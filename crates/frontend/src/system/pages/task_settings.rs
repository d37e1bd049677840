use crate::domain::a003_location::ui::LocationList;
use crate::domain::a006_task_category::ui::TaskCategoryList;
use crate::domain::a007_task_template::ui::TaskTemplateList;
use crate::domain::a008_checkpoint::ui::CheckpointList;
use crate::domain::a009_location_zone::ui::ZoneList;
use crate::domain::a010_document::ui::DocumentList;
use crate::shared::components::PageHeader;
use crate::shared::page_frame::PageFrame;
use crate::shared::page_standard::PAGE_CAT_SYSTEM;
use crate::system::auth::use_auth;
use contracts::system::access::{PermissionLevel, TaskSettingsPermissions, TaskSettingsSection};
use leptos::prelude::*;

/// Sections the role can see, with whether each is read-only.
fn visible_sections(permissions: &TaskSettingsPermissions) -> Vec<(TaskSettingsSection, bool)> {
    TaskSettingsSection::ALL
        .into_iter()
        .map(|s| (s, permissions.get(s)))
        .filter(|(_, level)| level.can_view())
        .map(|(s, level)| (s, !level.can_manage()))
        .collect()
}

fn section_view(section: TaskSettingsSection, read_only: bool) -> AnyView {
    match section {
        TaskSettingsSection::Templates => view! { <TaskTemplateList read_only=read_only embedded=true /> }.into_any(),
        TaskSettingsSection::Categories => view! { <TaskCategoryList read_only=read_only embedded=true /> }.into_any(),
        TaskSettingsSection::CustomPoi => view! { <LocationList read_only=read_only embedded=true /> }.into_any(),
        TaskSettingsSection::Checkpoints => view! { <CheckpointList read_only=read_only embedded=true /> }.into_any(),
        TaskSettingsSection::Zones => view! { <ZoneList read_only=read_only embedded=true /> }.into_any(),
        TaskSettingsSection::Documents => view! { <DocumentList read_only=read_only embedded=true /> }.into_any(),
    }
}

/// Every task-related list on one page, gated per section by the
/// task-permission matrix.
#[component]
#[allow(non_snake_case)]
pub fn TaskSettingsPage() -> impl IntoView {
    let session = use_auth();
    let sections = Memo::new(move |_| {
        let Some(role) = session.role() else {
            return Vec::new();
        };
        session.access.with(|a| visible_sections(&a.task_settings_permissions(role)))
    });

    view! {
        <PageFrame page_id="task_settings--system" category=PAGE_CAT_SYSTEM>
            <PageHeader title="Task Settings".to_string() subtitle="Templates, categories, locations and documents".to_string()>
                {()}
            </PageHeader>
            {move || {
                let sections = sections.get();
                if sections.is_empty() {
                    return view! {
                        <div class="empty-state">"No task settings are available for your role."</div>
                    }
                    .into_any();
                }
                sections
                    .into_iter()
                    .map(|(section, read_only)| view! {
                        <section class="settings-section" id=format!("task-settings-{}", section.code())>
                            <div class="settings-section__header">
                                <h3>{section.display_name()}</h3>
                                {read_only.then(|| view! {
                                    <span class="settings-section__badge">{PermissionLevel::View.display_name()}</span>
                                })}
                            </div>
                            {section_view(section, read_only)}
                        </section>
                    })
                    .collect_view()
                    .into_any()
            }}
        </PageFrame>
    }
}

#[cfg(test)]
mod tests {
    use super::*;
    use contracts::system::access::AccessLevel;

    #[test]
    fn test_hidden_sections_are_dropped() {
        let frontline = TaskSettingsPermissions::for_access_level(AccessLevel::Frontline);
        let sections = visible_sections(&frontline);
        assert_eq!(sections.len(), TaskSettingsSection::ALL.len() - 1);
        assert!(sections.iter().all(|(s, _)| *s != TaskSettingsSection::Documents));
        assert!(sections.iter().all(|(_, read_only)| *read_only));
    }

    #[test]
    fn test_manage_is_editable() {
        let mut permissions = TaskSettingsPermissions::uniform(PermissionLevel::Hidden);
        permissions.set(TaskSettingsSection::Zones, PermissionLevel::Manage);
        assert_eq!(visible_sections(&permissions), vec![(TaskSettingsSection::Zones, false)]);
    }
}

### Problem description
Count the lines of these entries that hold the string "with", and give only that number.

### Worked solution
2